Horse by Geraldine Brooks

HORSE by Geraldine Brooks came out today and it is the top candidate for my favorite book of the year. The Pulitzer Prize winning author has skillfully used the history of a famous racehorse to interweave the stories of nineteenth century enslaved people with modern day race relations. Sport, art, science, war, and mystery all play a part in this fascinating saga with portions set in the mid-1800s, in 1950s New York art world, and in Washington, D.C. in 2019. Early in the novel, Brooks introduces Jess who works at the Smithsonian and contemplates the vast storage area which “also held the things people had created – the finest examples of the artistry and the ingenuity of our own species.
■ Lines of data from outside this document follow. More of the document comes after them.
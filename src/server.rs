use crate::client_id::ClientIdResolver;
use crate::config::Config;
use crate::config_validator::ConfigValidator;
use crate::error::{Error, Result};
use crate::generation::GeminiClient;
use crate::handlers::{consume, generate_reply, health_check, supported_tones, usage};
use crate::health::HealthChecker;
use crate::middleware::logging_middleware;
use crate::orchestrator::ReplyService;
use crate::usage_tracker::UsageTracker;
use axum::routing::{get, post};
use axum::{middleware, Router};
use std::net::SocketAddr;
use std::sync::Arc;
use std::time::Duration;
use tokio::signal;
use tower::ServiceBuilder;
use tower_http::cors::CorsLayer;
use tower_http::trace::TraceLayer;

/// Shared application state
#[derive(Clone)]
pub struct AppState {
    pub service: ReplyService,
    pub health: Arc<HealthChecker>,
}

impl AppState {
    pub fn new(service: ReplyService) -> Self {
        let health = Arc::new(HealthChecker::new(service.clone()));
        Self { service, health }
    }
}

pub fn create_app(state: AppState) -> Router {
    let email = Router::new()
        .route("/generate-reply", post(generate_reply))
        .route("/usage", get(usage))
        .route("/supported-tones", get(supported_tones))
        .route("/health", get(health_check));

    let rate_limit = Router::new()
        .route("/check", get(usage))
        .route("/consume", post(consume))
        .route("/status", get(usage));

    Router::new()
        .nest("/api/email", email)
        .nest("/api/rate-limit", rate_limit)
        .route("/health", get(health_check))
        .layer(
            ServiceBuilder::new()
                .layer(TraceLayer::new_for_http())
                .layer(CorsLayer::permissive())
                .layer(middleware::from_fn_with_state(state.clone(), logging_middleware)),
        )
        .with_state(state)
}

pub struct Server {
    app: Router,
    bind_addr: SocketAddr,
    tracker: Arc<UsageTracker>,
    cleanup_interval: Duration,
}

impl Server {
    pub fn new(config: Config) -> Result<Self> {
        ConfigValidator::validate(&config)?;

        let tracker = Arc::new(UsageTracker::new(config.quota_policy()));
        let generator = Arc::new(GeminiClient::new(config.provider_settings())?);
        let service = ReplyService::new(ClientIdResolver::new(), tracker.clone(), generator);

        Ok(Self {
            app: create_app(AppState::new(service)),
            bind_addr: config.bind_addr,
            tracker,
            cleanup_interval: config.cleanup_interval(),
        })
    }

    pub async fn run(self) -> Result<()> {
        let listener = tokio::net::TcpListener::bind(self.bind_addr)
            .await
            .map_err(|e| Error::Internal(format!("Failed to bind {}: {}", self.bind_addr, e)))?;

        tracing::info!("Reply service starting on {}", self.bind_addr);
        tracing::info!("Health check available at /health");

        let cleanup = tokio::spawn(cleanup_loop(self.tracker.clone(), self.cleanup_interval));

        // Run server with graceful shutdown
        let served = axum::serve(
            listener,
            self.app.into_make_service_with_connect_info::<SocketAddr>(),
        )
        .with_graceful_shutdown(shutdown_signal())
        .await;

        cleanup.abort();
        served.map_err(|e| Error::Internal(format!("Server error: {}", e)))
    }
}

/// Periodically evicts usage records past retention.
pub async fn cleanup_loop(tracker: Arc<UsageTracker>, period: Duration) {
    let mut interval = tokio::time::interval(period);
    // The first tick completes immediately.
    interval.tick().await;
    loop {
        interval.tick().await;
        let removed = tracker.cleanup();
        tracing::debug!(removed, remaining = tracker.tracked_identifiers(), "Usage cleanup finished");
    }
}

async fn shutdown_signal() {
    let ctrl_c = async {
        if let Err(e) = signal::ctrl_c().await {
            tracing::error!("Failed to install Ctrl+C handler: {}", e);
            std::future::pending::<()>().await;
        }
    };

    #[cfg(unix)]
    let terminate = async {
        match signal::unix::signal(signal::unix::SignalKind::terminate()) {
            Ok(mut stream) => {
                stream.recv().await;
            }
            Err(e) => {
                tracing::error!("Failed to install signal handler: {}", e);
                std::future::pending::<()>().await;
            }
        }
    };

    #[cfg(not(unix))]
    let terminate = std::future::pending::<()>();

    tokio::select! {
        _ = ctrl_c => {
            tracing::info!("Received Ctrl+C, initiating graceful shutdown");
        },
        _ = terminate => {
            tracing::info!("Received terminate signal, initiating graceful shutdown");
        },
    }
}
How could we be so creative and so destructive at the same time?” That theme repeats throughout the book; for example, in the tension between beauty and abuse of the thoroughbreds, and certainly, for her human characters, in the privileges conveyed by class and/or race.  In a time before photography, gentlemen often paid to have their horses painted and it is amazing how Brooks brings the stories of the owners, artists, trainers, and groomsmen alive. In HORSE, she focuses on a slave named Jarret, a youngster in 1850 when the foal Darley, later known as Lexington, was born. Together, the two travel from Kentucky to New Orleans to New York and ultimately back to Kentucky winning races and astounding fans. HORSE received starred reviews from Booklist, Kirkus, and Library Journal and is a text which could easily be added to the curriculum, particularly for American Studies, or alternate with The Invention of Wings, another personal favorite. Book groups, too, will thoroughly enjoy discussing Brooks’ latest - here are the questions from the Reader’s Guide provided by Penguin. Highly recommended.